Nkosinathi Thomas Ngulube was born in 1975 in Barberton, Mpumalanga. He currently works and resides in Cape Town where he started his own gallery, using the space to not only produce his own work, but to provide a platform for young artists.   Although he sees himself as a self-taught artist, Ngulube has in fact been associated with several educational institutions such as the Johannesburg Art Foundation and Artists Proof Studios in Newtown, Johannesburg. However, he says that he was born an artist and unable to conform to the boundaries imposed by institutional art education. His natural talent has allowed him to work in several mediums such as sculpture, printmaking and painting. 


Ngulube states that his work is subjectively and universally inspired by diversity. He  finds much of his inspiration in city life, which he refers to in the following manner:  “I stand in the middle of it and observe its crookedness, its beauty, its mysterious people from all over.” Religious gospel stories also serve as inspiration, drawing from his own very deeply rooted spirituality to inform his thinking.
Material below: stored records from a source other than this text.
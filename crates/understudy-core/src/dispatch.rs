//! Chooses which behavior answers a call.
//!
//! Lookup order: argument-conditioned entries (exact matches first, in
//! registration order, then predicate matchers), per-call overrides, the
//! default behavior. If none applies the call is unconfigured.

use crate::behavior::Behavior;
use crate::call_log::DispatchPath;
use std::collections::BTreeMap;
use std::fmt;
use std::sync::Arc;

/// Decides whether a call's arguments select a conditioned behavior.
pub enum ArgMatcher<A> {
    /// Arguments equal to this tuple.
    Exact(A),
    /// Arguments accepted by a predicate.
    Predicate {
        /// Shown in logs and debug output.
        label: String,
        test: Arc<dyn Fn(&A) -> bool + Send + Sync>,
    },
}

impl<A: PartialEq> ArgMatcher<A> {
    pub fn matches(&self, args: &A) -> bool {
        match self {
            ArgMatcher::Exact(expected) => expected == args,
            ArgMatcher::Predicate { test, .. } => test(args),
        }
    }
}

impl<A: fmt::Debug> fmt::Debug for ArgMatcher<A> {
    fn fmt(&self, f: &mut fmt::Formatter<'_>) -> fmt::Result {
        match self {
            ArgMatcher::Exact(args) => f.debug_tuple("Exact").field(args).finish(),
            ArgMatcher::Predicate { label, .. } => f.debug_tuple("Predicate").field(label).finish(),
        }
    }
}

/// Argument-conditioned behaviors, in registration order.
pub struct ConditionTable<A, R> {
    entries: Vec<(ArgMatcher<A>, Behavior<A, R>)>,
}

impl<A, R> Default for ConditionTable<A, R> {
    fn default() -> Self {
        Self { entries: Vec::new() }
    }
}

impl<A: PartialEq, R: Clone> ConditionTable<A, R> {
    /// Registers `behavior` for calls whose arguments equal `args`.
    ///
    /// Registering the same arguments again replaces the earlier behavior.
    pub fn insert_exact(&mut self, args: A, behavior: Behavior<A, R>) -> usize {
        let existing = self
            .entries
            .iter()
            .position(|(matcher, _)| matches!(matcher, ArgMatcher::Exact(known) if *known == args));
        match existing {
            Some(position) => {
                self.entries[position].1 = behavior;
                position
            }
            None => {
                self.entries.push((ArgMatcher::Exact(args), behavior));
                self.entries.len() - 1
            }
        }
    }

    pub fn insert_predicate<F>(
        &mut self,
        label: impl Into<String>,
        test: F,
        behavior: Behavior<A, R>,
    ) -> usize
    where
        F: Fn(&A) -> bool + Send + Sync + 'static,
    {
        self.entries.push((
            ArgMatcher::Predicate {
                label: label.into(),
                test: Arc::new(test),
            },
            behavior,
        ));
        self.entries.len() - 1
    }

    /// Finds the behavior conditioned on `args`, with its table position.
    pub fn lookup(&self, args: &A) -> Option<(usize, Behavior<A, R>)> {
        let exact = self
            .entries
            .iter()
            .enumerate()
            .find(|(_, (matcher, _))| {
                matches!(matcher, ArgMatcher::Exact(_)) && matcher.matches(args)
            });
        let hit = exact.or_else(|| {
            self.entries
                .iter()
                .enumerate()
                .find(|(_, (matcher, _))| {
                    matches!(matcher, ArgMatcher::Predicate { .. }) && matcher.matches(args)
                })
        });
        hit.map(|(position, (_, behavior))| (position, behavior.clone()))
    }

    pub fn len(&self) -> usize {
        self.entries.len()
    }

    pub fn is_empty(&self) -> bool {
        self.entries.is_empty()
    }

    pub fn clear(&mut self) {
        self.entries.clear();
    }
}

/// The full set of behaviors configured on one double.
pub struct DispatchTable<A, R> {
    pub(crate) conditions: ConditionTable<A, R>,
    pub(crate) on_call: BTreeMap<usize, Behavior<A, R>>,
    pub(crate) default: Option<Behavior<A, R>>,
}

impl<A, R> Default for DispatchTable<A, R> {
    fn default() -> Self {
        Self {
            conditions: ConditionTable::default(),
            on_call: BTreeMap::new(),
            default: None,
        }
    }
}

impl<A: PartialEq, R: Clone> DispatchTable<A, R> {
    /// Picks the behavior for the `call_index`-th call receiving `args`.
    pub fn select(&self, args: &A, call_index: usize) -> (DispatchPath, Option<Behavior<A, R>>) {
        if let Some((position, behavior)) = self.conditions.lookup(args) {
            return (DispatchPath::Conditioned(position), Some(behavior));
        }
        if let Some(behavior) = self.on_call.get(&call_index) {
            return (DispatchPath::OnCall(call_index), Some(behavior.clone()));
        }
        match &self.default {
            Some(behavior) => (DispatchPath::Default, Some(behavior.clone())),
            None => (DispatchPath::Unconfigured, None),
        }
    }

    pub fn clear(&mut self) {
        self.conditions.clear();
        self.on_call.clear();
        self.default = None;
    }
}

#[cfg(test)]
mod tests {
    use super::*;

    fn kind_of(selected: &(DispatchPath, Option<Behavior<i32, i32>>)) -> Option<&'static str> {
        selected.1.as_ref().map(|b| b.kind())
    }

    #[test]
    fn exact_entries_win_over_predicates() {
        let mut table: ConditionTable<i32, i32> = ConditionTable::default();
        table.insert_predicate("positive", |n| *n > 0, Behavior::returns(100));
        table.insert_exact(42, Behavior::returns(1));

        assert_eq!(table.lookup(&42).map(|(pos, _)| pos), Some(1));
        assert_eq!(table.lookup(&7).map(|(pos, _)| pos), Some(0));
        assert!(table.lookup(&-1).is_none());
    }

    #[test]
    fn re_registering_exact_args_replaces_behavior() {
        let mut table: ConditionTable<i32, i32> = ConditionTable::default();
        assert_eq!(table.insert_exact(42, Behavior::returns(1)), 0);
        assert_eq!(table.insert_exact(42, Behavior::throws_default()), 0);
        assert_eq!(table.len(), 1);
        assert_eq!(table.lookup(&42).map(|(_, b)| b.kind()), Some("throws"));
    }

    #[test]
    fn select_walks_conditions_then_on_call_then_default() {
        let mut table: DispatchTable<i32, i32> = DispatchTable::default();
        assert_eq!(table.select(&5, 0).0, DispatchPath::Unconfigured);

        table.default = Some(Behavior::returns(0));
        table.on_call.insert(1, Behavior::throws_default());
        table.conditions.insert_exact(42, Behavior::returns(1));

        let first = table.select(&5, 0);
        assert_eq!(first.0, DispatchPath::Default);
        assert_eq!(kind_of(&first), Some("returns"));

        let second = table.select(&5, 1);
        assert_eq!(second.0, DispatchPath::OnCall(1));
        assert_eq!(kind_of(&second), Some("throws"));

        let conditioned = table.select(&42, 1);
        assert_eq!(conditioned.0, DispatchPath::Conditioned(0));
    }

    #[test]
    fn clear_forgets_everything() {
        let mut table: DispatchTable<i32, i32> = DispatchTable::default();
        table.default = Some(Behavior::returns(0));
        table.conditions.insert_exact(1, Behavior::returns(1));
        table.clear();
        assert_eq!(table.select(&1, 0).0, DispatchPath::Unconfigured);
    }
}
His enthusiasm for art and the creative process is contagious and very tangible in his work.  His resultant abstract works contain only subtle hints towards the subject matter, with the work’s title often providing the clues.


He has exhibited in several national and international exhibitions, including exhibitions in the United Kingdom, Austria, Australia and New York, as well as producing several public artworks. Most notably, this includes a collaboration with the artist Usha Seejarim for the Freedom Charter project installed at the Walter Sisulu Square in Kliptown, Soweto, as well as producing public sculptures for the software company SYSPRO for several of their initiatives including installations at Sun City.  Ngulube has also produced sculptural park benches for the City of Johannesburg as part of their public arts programme in Hillbrow and Yeoville.


The hustle and bustle of life in the city inspires Ngulube, he notes; “I stand in the middle of it and observe its crookedness, its beauty, its mysterious people from all over.” One will also find inspiration in his work from religious Gospel stories and in some instances aspects of nature. Ngulube is intrigued by the notion of female qualities, he describes on the elements which inspire, “Her unique strengths, her passion, her masterpiece figure, her patience and her dramatic birth giving experiences which inaugurate, unify and balance the conflicts within my creative space.”